Son engagement en faveur des femmes victimes de violences remonte à l’affaire Nafissatou Diallo-Dominique Strauss-Kahn. Un commentaire qu’elle avait écrit, intitulé « Proud of you », avait été repris par Courrier International. Revenant sur le cas du maire de Ziguinchor, la journaliste ne se contente pas de lui reprocher ses fréquentations. Elle le soupçonne d’avoir un agenda caché, une « conquête islamiste du Sénégal par le haut »“Il y a eu l’épisode à l’Université Gaston Berger, où ce monsieur a interdit aux étudiants tidianes de faire leur Wazifa. C’était dans les années 90. Cet opposant a été élu maire de Ziguinchor. Et sa première sortie en tant que maire était à l’occasion de l’anniversaire du Joola, et pas n’importe lequel, le 20e. Comment, en tant que nouveau maire de cette ville qui a vécu cette tragédie, vous n’assistez pas à cet hommage ? Et vous déléguez quelqu’un. Mais il y a une explication”. Une explication qui, selon elle, est religieuse. “Les extrémistes musulmans ne célèbrent pas les morts, ni les figures tutélaires”, ajoute-t-elle. Elle n’a pas manqué de soulever l’affaire du financement des Frères musulmans révélée par Le Canard enchaîné.

2024, l’année de la retraite

L’écriture ne constitue pas son unique passion. Animée par des convictions socialistes profondes depuis l’époque d’Abdou Diouf, qu’elle respecte et admire, Dié Maty Fall s’est engagée au sein du parti en 2014, occupant actuellement les postes de porte-parole adjointe et de secrétaire nationale à la communication. “Quand vous intégrez le Parti socialiste, vous percevez le Sénégal en miniature. Chaque région et chaque département du Sénégal sont représentés au sein du bureau politique, du comité central, du secrétariat exécutif national, ainsi que dans d’autres organes et mouvements tels que les mouvements des jeunes, des jeunes filles, et des femmes. C’est véritablement le Sénégal en miniature. Pour moi, c’est ce qui donne toute sa valeur au  Parti socialiste. C’est authentiquement cela. C’est le parti qui incarne le mieux les valeurs sénégalaises”, exprime-t-elle avec conviction. 

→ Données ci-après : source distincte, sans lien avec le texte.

//! Runtime configuration.
//!
//! Values come from command-line flags first, then `POKERBANK_*` environment
//! variables, then defaults.

use std::net::SocketAddr;

use thiserror::Error;

use crate::domain::{parse_cents, Cents};

pub const DEFAULT_DATABASE: &str = "pokerbank.db";
pub const DEFAULT_BIND: &str = "127.0.0.1:8080";
pub const DEFAULT_CURRENCY_SYMBOL: &str = "$";
/// One buy-in at the table.
pub const DEFAULT_BUY_IN_CENTS: Cents = 2000;

#[derive(Debug, Clone, PartialEq, Eq)]
pub struct Config {
    /// SQLite database file
    pub database: String,
    /// HTTP bind address for `serve`
    pub bind: SocketAddr,
    /// Symbol used in settlement descriptions
    pub currency_symbol: String,
    /// Withdrawal amount used when none is given
    pub default_buy_in_cents: Cents,
}

/// Flag values that override the environment when present.
#[derive(Debug, Clone, Default)]
pub struct ConfigOverrides {
    pub database: Option<String>,
    pub bind: Option<String>,
    pub currency_symbol: Option<String>,
}

#[derive(Error, Debug, PartialEq, Eq)]
pub enum ConfigError {
    #[error("Invalid bind address '{0}'")]
    InvalidBind(String),

    #[error("Invalid default buy-in '{0}'")]
    InvalidBuyIn(String),

    #[error("{0} must not be empty")]
    Empty(&'static str),
}

impl Config {
    /// Resolve configuration from overrides and the process environment.
    pub fn load(overrides: ConfigOverrides) -> Result<Self, ConfigError> {
        Self::resolve(overrides, |key| std::env::var(key).ok())
    }

    /// Resolve configuration with an explicit environment lookup.
    pub fn resolve(
        overrides: ConfigOverrides,
        env: impl Fn(&str) -> Option<String>,
    ) -> Result<Self, ConfigError> {
        let database = overrides
            .database
            .or_else(|| env("POKERBANK_DB"))
            .unwrap_or_else(|| DEFAULT_DATABASE.to_string());
        if database.trim().is_empty() {
            return Err(ConfigError::Empty("database"));
        }

        let bind_str = overrides
            .bind
            .or_else(|| env("POKERBANK_BIND"))
            .unwrap_or_else(|| DEFAULT_BIND.to_string());
        let bind = bind_str
            .parse()
            .map_err(|_| ConfigError::InvalidBind(bind_str.clone()))?;

        let currency_symbol = overrides
            .currency_symbol
            .or_else(|| env("POKERBANK_CURRENCY"))
            .unwrap_or_else(|| DEFAULT_CURRENCY_SYMBOL.to_string());
        if currency_symbol.trim().is_empty() {
            return Err(ConfigError::Empty("currency symbol"));
        }

        let default_buy_in_cents = match env("POKERBANK_BUY_IN") {
            Some(value) => match parse_cents(&value) {
                Ok(cents) if cents > 0 => cents,
                _ => return Err(ConfigError::InvalidBuyIn(value)),
            },
            None => DEFAULT_BUY_IN_CENTS,
        };

        Ok(Self {
            database,
            bind,
            currency_symbol,
            default_buy_in_cents,
        })
    }
}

Le samedi 16 décembre 2023, le parti a officiellement investi Amadou Ba comme candidat de la coalition Benno Bokk Yaakaar, un choix auquel Dié Maty Fall adhère pleinement : “Vu le délai, tous les partis ont accordé carte blanche au président de la coalition, Macky Sall, pour qu’il fasse son choix, étant donné qu’il a eu toute latitude, pendant les 12 années de sa présidence, de connaître les hommes et d’évaluer les différents candidats”.

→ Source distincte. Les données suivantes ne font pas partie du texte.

use anyhow::Result;
use chrono::{DateTime, Utc};
use serde::Serialize;
use std::io::Write;

use crate::application::GameService;
use crate::domain::{format_cents, GameSnapshot, PlayerLedger};

/// Full export of every record, for backups and debugging a bad night.
#[derive(Debug, Clone, Serialize)]
pub struct SnapshotExport {
    pub version: String,
    pub exported_at: DateTime<Utc>,
    #[serde(flatten)]
    pub snapshot: GameSnapshot,
}

/// What to export.
#[derive(Debug, Clone, Copy, PartialEq, Eq)]
pub enum ExportKind {
    Players,
    Expenses,
    Settlements,
    Snapshot,
}

impl ExportKind {
    pub fn from_str(s: &str) -> Option<Self> {
        match s.to_lowercase().as_str() {
            "players" => Some(ExportKind::Players),
            "expenses" | "food" => Some(ExportKind::Expenses),
            "settlements" | "results" => Some(ExportKind::Settlements),
            "snapshot" | "full" => Some(ExportKind::Snapshot),
            _ => None,
        }
    }
}

/// Exporter for converting game data to CSV or JSON.
pub struct Exporter<'a> {
    service: &'a GameService,
}

impl<'a> Exporter<'a> {
    pub fn new(service: &'a GameService) -> Self {
        Self { service }
    }

    /// Export the requested kind, returning the number of records written.
    pub async fn export<W: Write>(&self, kind: ExportKind, writer: W) -> Result<usize> {
        match kind {
            ExportKind::Players => self.export_players_csv(writer).await,
            ExportKind::Expenses => self.export_expenses_csv(writer).await,
            ExportKind::Settlements => self.export_settlements_csv(writer).await,
            ExportKind::Snapshot => self.export_snapshot_json(writer).await,
        }
    }

    /// Export players with their bank totals to CSV.
    pub async fn export_players_csv<W: Write>(&self, writer: W) -> Result<usize> {
        let players = self.service.list_players().await?;
        let ledger = PlayerLedger::new(&players);
        let mut csv_writer = csv::Writer::from_writer(writer);

        csv_writer.write_record(["name", "withdrawals", "taken", "returned", "poker_net"])?;
        for player in &players {
            csv_writer.write_record([
                player.name.clone(),
                player.withdrawals.len().to_string(),
                format_cents(ledger.total_withdrawn(player)),
                format_cents(player.final_amount_cents),
                format_cents(ledger.net_poker(player)),
            ])?;
        }

        csv_writer.flush()?;
        Ok(players.len())
    }

    /// Export food expenses to CSV. Consumers are `;`-separated names.
    pub async fn export_expenses_csv<W: Write>(&self, writer: W) -> Result<usize> {
        let expenses = self.service.list_expenses().await?;
        let mut csv_writer = csv::Writer::from_writer(writer);

        csv_writer.write_record([
            "id",
            "amount",
            "payer",
            "consumers",
            "share",
            "description",
        ])?;
        for info in &expenses {
            csv_writer.write_record([
                info.expense.id.to_string(),
                format_cents(info.expense.amount_cents),
                info.payer_name.clone(),
                info.consumer_names.join(";"),
                format_cents(info.share_cents),
                info.expense.description.clone().unwrap_or_default(),
            ])?;
        }

        csv_writer.flush()?;
        Ok(expenses.len())
    }

    /// Export the settlement transfers to CSV. Fails on an unbalanced ledger.
    pub async fn export_settlements_csv<W: Write>(&self, writer: W) -> Result<usize> {
        let report = self.service.compute_results().await?;
        let mut csv_writer = csv::Writer::from_writer(writer);

        csv_writer.write_record(["from", "to", "amount"])?;
        for transfer in &report.transfers {
            csv_writer.write_record([
                transfer.from.clone(),
                transfer.to.clone(),
                format_cents(transfer.amount_cents),
            ])?;
        }

        csv_writer.flush()?;
        Ok(report.transfers.len())
    }

    /// Export every player and expense as pretty JSON.
    pub async fn export_snapshot_json<W: Write>(&self, mut writer: W) -> Result<usize> {
        let snapshot = self.service.snapshot().await?;
        let count = snapshot.players.len() + snapshot.expenses.len();
        let export = SnapshotExport {
            version: env!("CARGO_PKG_VERSION").to_string(),
            exported_at: Utc::now(),
            snapshot,
        };

        serde_json::to_writer_pretty(&mut writer, &export)?;
        writeln!(writer)?;
        Ok(count)
    }
}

Rappelant le passé de socialiste d’Amadou Ba, elle a également souligné l’affection qu’éprouvait feu Ousmane Tanor Dieng envers l’actuel Premier ministre. En juillet 2024, Dié Maty Fall envisage de prendre sa retraite après 37 années tumultueuses consacrées au journalisme. “J’ai le désir de retourner à l’université pour reprendre les études. Je souhaite obtenir mon doctorat en histoire parce que l’université est un milieu sain, le domaine de l’intelligence où la médiocrité ne peut prospérer. Je suis également ouverte à l’enseignement”, ambitionne-t-elle tout en envisageant la possibilité de poursuivre dans la presse à temps partiel.